Le double chantage exercé par le président russe — chantage au gaz, chantage à la famine mondiale — commence à être payant : l’Occident vient de lever un certain nombre de sanctions mises en place après l’agression russe contre l’Ukraine, autant de décisions risquées adoptées par les Occidentaux et largement éclipsées par l’agitation médiatique suscitée par l’accord céréalier négocié grâce aux bons offices d’Erdogan.
Toute négociation avec la Russie est périlleuse et se termine au détriment de celui qui croit avoir conclu un accord avec elle. Dans ces fameuses tractations d’Istanbul, le blé ukrainien a servi d’appât. Dès que la communauté internationale y a mordu, le piège russe s’est refermé. Moscou a exigé un « linkage » avec l’exportation du blé russe (et du blé volé à l’Ukraine), avec tout ce que cela comporte, assurance des cargos, inspection des cargos ukrainiens par les Turcs, et pourquoi pas les Russes, déminage des ports ukrainiens (ce qui facilitera les conquêtes ultérieures en Ukraine, dont celle d’Odessa), convoi des cargos ukrainiens par des navires russes (on peut prévoir que la Russie trouvera là un prétexte pour faire capoter l’exportation des blés ukrainiens lorsque Kyïv refusera ces clauses inacceptables). On ignore donc si l’Ukraine va parvenir à exporter ses céréales, mais on sait déjà qu’en échange de cette possibilité hypothétique la Russie vient d’arracher des allégements appréciables dans le dispositif des sanctions. Les Occidentaux risquent de se laisser happer dans un engrenage dangereux.
Nous sommes parvenus au moment crucial où les sanctions occidentales commencent à compromettre l’effort de guerre russe. Encore quelques semaines de fermeté et le régime de Poutine va se retrouver à genoux, manquant de financements pour son effort de guerre, avec une aviation civile au sol (depuis le 28 février, les sanctions interdisaient la vente d’avions, de pièces détachées et de tout ce qui était indispensable à la maintenance de l’aviation civile russe, alors que 75 % de la flotte aérienne russe est produite en Occident), des usines arrêtées faute de pièces détachées, etc. Il suffit de tenir bon quelques mois encore.

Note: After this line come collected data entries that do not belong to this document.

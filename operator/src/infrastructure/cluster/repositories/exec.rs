use futures::StreamExt;
use k8s_openapi::api::core::v1::Pod;
use kube::{
    Client,
    api::{Api, AttachParams},
};
use tokio::io::AsyncRead;
use tokio_util::io::ReaderStream;
use tracing::debug;

use crate::{
    domain::error::OperatorError,
    infrastructure::cluster::repositories::resources::CONTAINER_NAME,
};

/// Gathers the whole stream before decoding, so a character split across chunks
/// survives.
async fn collect_output(reader: impl AsyncRead + Unpin) -> String {
    let mut stream = ReaderStream::new(reader);
    let mut bytes = Vec::new();
    while let Some(chunk) = stream.next().await {
        match chunk {
            Ok(chunk) => bytes.extend_from_slice(&chunk),
            Err(e) => {
                debug!(error = %e, "exec stream ended early");
                break;
            }
        }
    }
    String::from_utf8_lossy(&bytes).into_owned()
}

/// Runs `command` in the database container of `pod` and returns its stdout.
///
/// A command that ran but exited non-zero is reported as `ProbeFailing`; failing to
/// reach the pod at all is `PlatformUnavailable`.
pub async fn exec_in_member(
    client: &Client,
    namespace: &str,
    pod: &str,
    command: Vec<String>,
) -> Result<String, OperatorError> {
    let pods: Api<Pod> = Api::namespaced(client.clone(), namespace);
    let rendered = command.join(" ");
    debug!(%pod, command = %rendered, "exec in member");

    let mut attached = pods
        .exec(
            pod,
            command,
            &AttachParams::default()
                .container(CONTAINER_NAME)
                .stdout(true)
                .stderr(true),
        )
        .await?;

    let stdout = attached
        .stdout()
        .ok_or_else(|| OperatorError::platform(format!("no stdout attached for {pod}")))?;
    let stderr = attached
        .stderr()
        .ok_or_else(|| OperatorError::platform(format!("no stderr attached for {pod}")))?;
    let status = attached.take_status();

    let (out, err) = tokio::join!(collect_output(stdout), collect_output(stderr));
    let status = match status {
        Some(status) => status.await,
        None => None,
    };
    attached
        .join()
        .await
        .map_err(|e| OperatorError::platform(format!("exec in {pod} aborted: {e}")))?;

    match status {
        Some(status) if status.status.as_deref() != Some("Success") => {
            let detail = if err.trim().is_empty() {
                status.message.unwrap_or_default()
            } else {
                err.trim().to_string()
            };
            Err(OperatorError::ProbeFailing {
                message: format!("`{rendered}` failed in {pod}: {detail}"),
            })
        }
        _ => Ok(out),
    }
}
impl DocumentIngestionPipeline {
    #[must_use]
    pub fn new(embeddings: EmbeddingService, store: Arc<dyn DocumentStore>) -> Self {
        Self {
            embeddings,
            store,
            limits: IngestionLimits::default(),
            strategy: ChunkStrategy::default(),
            vector_store: None,
        }
    }

    #[must_use]
    pub fn with_limits(mut self, limits: IngestionLimits) -> Self {
        self.limits = limits;
        self
    }

    #[must_use]
    pub fn with_strategy(mut self, strategy: ChunkStrategy) -> Self {
        self.strategy = strategy;
        self
    }

    /// Also insert chunk embeddings into `store`: before the document is committed, and again
    /// for documents found by checksum, so a fresh vector store is repopulated.
    #[must_use]
    pub fn with_vector_store(mut self, store: Arc<dyn VectorStore>) -> Self {
        self.vector_store = Some(store);
        self
    }

    /// Ingest already extracted `text` named `source`.
    ///
    /// Validation failures return before any document is created. Once the document is
    /// `processing`, any failure moves it to `failed` and no chunks are kept.
    ///
    /// # Errors
    ///
    /// Returns a validation error ([`DocumentError::UnsupportedFormat`],
    /// [`DocumentError::FileTooLarge`], [`DocumentError::EmptyDocument`],
    /// [`EmbeddingError::InvalidWindow`]), an embedding error, or a storage error.
    pub async fn process_document(
        &self,
        source: &str,
        text: &str,
        owner_id: &str,
        chunk_size: usize,
        overlap: usize,
    ) -> Result<IngestionOutcome, DocumentError> {
        let file_type = self.limits.validate(source, text.len() as u64)?;
        self.ingest_text(source, file_type, text, owner_id, chunk_size, overlap)
            .await
    }

    /// Load a file from disk and ingest it.
    ///
    /// # Errors
    ///
    /// See [`DocumentIngestionPipeline::process_document`]; also fails on IO and extraction
    /// errors.
    pub async fn ingest_file(
        &self,
        path: &Path,
        owner_id: &str,
        chunk_size: usize,
        overlap: usize,
    ) -> Result<IngestionOutcome, DocumentError> {
        let loaded = load_file(path, &self.limits).await?;
        self.ingest_text(
            &loaded.title,
            loaded.file_type,
            &loaded.text,
            owner_id,
            chunk_size,
            overlap,
        )
        .await
    }

    async fn ingest_text(
        &self,
        title: &str,
        file_type: FileType,
        text: &str,
        owner_id: &str,
        chunk_size: usize,
        overlap: usize,
    ) -> Result<IngestionOutcome, DocumentError> {
        if chunk_size == 0 || overlap >= chunk_size {
            return Err(EmbeddingError::InvalidWindow {
                chunk_size,
                overlap,
            }
            .into());
        }
        let content = clean_text(text);
        if content.is_empty() {
            return Err(DocumentError::EmptyDocument);
        }
        let digest = checksum(&content);

        if let Some(existing) = self
            .store
            .find_completed_by_checksum(owner_id, &digest)
            .await?
        {
            tracing::info!(document_id = %existing.id, title, "document already ingested");
            let chunks = self.store.list_chunks(&existing.id).await?;
            self.index_chunks(&existing, &chunks).await?;
            return Ok(IngestionOutcome {
                document: existing,
                chunks,
                deduplicated: true,
            });
        }

        let mut document = Document::new(title, content, digest, file_type, owner_id);
        self.store.create_document(&document).await?;
        tracing::info!(document_id = %document.id, title, status = %document.status, "document created");

        self.transition(&mut document, ProcessingStatus::Processing, None)
            .await?;

        match self.build_and_commit(&document, chunk_size, overlap).await {
            Ok(chunks) => {
                document.status = ProcessingStatus::Completed;
                tracing::info!(
                    document_id = %document.id,
                    chunks = chunks.len(),
                    status = %document.status,
                    "document ingested"
                );
                Ok(IngestionOutcome {
                    document,
                    chunks,
                    deduplicated: false,
                })
            }
            Err(e) => {
                let reason = e.to_string();
                if let Err(status_err) = self
                    .transition(&mut document, ProcessingStatus::Failed, Some(reason))
                    .await
                {
                    tracing::error!(document_id = %document.id, "failed to record failure: {status_err}");
                }
                Err(e)
            }
        }
    }

    async fn build_and_commit(
        &self,
        document: &Document,
        chunk_size: usize,
        overlap: usize,
    ) -> Result<Vec<Chunk>, DocumentError> {
        let pieces = self
            .split(&document.content, chunk_size, overlap)
            .await?;
        let texts: Vec<String> = pieces.iter().map(|(text, _)| text.clone()).collect();
        let vectors = self.embeddings.get_embeddings(&texts).await?;

        let chunks: Vec<Chunk> = pieces
            .into_iter()
            .zip(vectors)
            .enumerate()
            .map(|(index, ((content, token_count), embedding))| Chunk {
                id: uuid::Uuid::new_v4().to_string(),
                document_id: document.id.clone(),
                index,
                token_count,
                char_count: content.chars().count(),
                checksum: checksum(&content),
                content,
                embedding,
            })
            .collect();

        self.index_chunks(document, &chunks).await?;
        self.store.commit_ingestion(document, &chunks).await?;
        Ok(chunks)
    }

    /// Insert chunk embeddings into the vector store, if one is attached.
    async fn index_chunks(&self, document: &Document, chunks: &[Chunk]) -> Result<(), DocumentError> {
        let Some(vector_store) = &self.vector_store else {
            return Ok(());
        };
        let metadata: Vec<Metadata> = chunks
            .iter()
            .map(|c| {
                Metadata::from([
                    ("document_id".to_owned(), json!(document.id)),
                    ("title".to_owned(), json!(document.title)),
                    ("chunk_index".to_owned(), json!(c.index)),
                ])
            })
            .collect();
        vector_store
            .add_embeddings(
                chunks.iter().map(|c| c.content.clone()).collect(),
                chunks.iter().map(|c| c.embedding.clone()).collect(),
                Some(metadata),
            )
            .await?;
        Ok(())
    }

    /// Chunk texts paired with their token counts, in document order.
    async fn split(
        &self,
        content: &str,
        chunk_size: usize,
        overlap: usize,
    ) -> Result<Vec<(String, usize)>, EmbeddingError> {
        let windows = |text: &str| -> Result<Vec<(String, usize)>, EmbeddingError> {
            Ok(self
                .embeddings
                .chunk_text(text, chunk_size, overlap)?
                .into_iter()
                .map(|c| (c.text.trim_end().to_owned(), c.token_count))
                .collect())
        };

        match self.strategy {
            ChunkStrategy::TokenWindow => windows(content),
            ChunkStrategy::Semantic(chunker) => {
                let mut pieces = Vec::new();
                for group in chunker.split(&self.embeddings, content).await? {
                    let tokens = self.embeddings.tokenizer().count(&group);
                    if tokens > chunk_size {
                        pieces.extend(windows(&group)?);
                    } else if tokens > 0 {
                        pieces.push((group, tokens));
                    }
                }
                Ok(pieces)
            }
        }
    }

    async fn transition(
        &self,
        document: &mut Document,
        next: ProcessingStatus,
        error: Option<String>,
    ) -> Result<(), DocumentError> {
        if !document.status.can_transition_to(next) {
            return Err(DocumentError::IllegalTransition {
                from: document.status,
                to: next,
            });
        }
        self.store
            .update_status(&document.id, next, error.clone())
            .await?;
        tracing::info!(document_id = %document.id, from = %document.status, to = %next, "document status changed");
        document.status = next;
        document.error = error;
        Ok(())
    }
}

Consciente de l’étau qui se referme sur elle, la Russie a contre-attaqué sur plusieurs fronts. Elle exerce sur les Occidentaux un double chantage, le chantage céréalier et le chantage au gaz. Pris entre les lobbies intéressés au commerce avec la Russie et une opinion publique inconsciente des enjeux du conflit avec Moscou, les dirigeants occidentaux ont commencé à « réajuster » les sanctions. Grâce à l’accord parrainé par les Nations unies et la Turquie, la Russie a obtenu la garantie que les sanctions occidentales ne s’appliqueront pas, ni directement ni indirectement, à ses exportations de produits agricoles et d’engrais. Les pays de l’Union européenne pourront débloquer les fonds détenus par les principaux prêteurs russes VTB, Sovkombank, Novikombank, Otkrytie FC Bank, VEB, Promsvyazbank et Bank Rossiïa afin de financer les achats alimentaires (Reuters, 19 juillet 2022). Les États-Unis ont offert des « garanties » afin que des bateaux de gros tonnage soient fournis à la Russie pour faciliter l’exportation de ses céréales et de ses engrais. En effet, les sociétés logistiques internationales possédant de tels bâtiments rechignent à travailler pour Moscou (AFP, 22 juillet 2022). Le septième paquet de sanctions de l’UE ne mentionne pas l’embargo gazier, se contentant d’une interdiction partielle d’importer l’or russe et d’un gel des actifs de la Sberbank.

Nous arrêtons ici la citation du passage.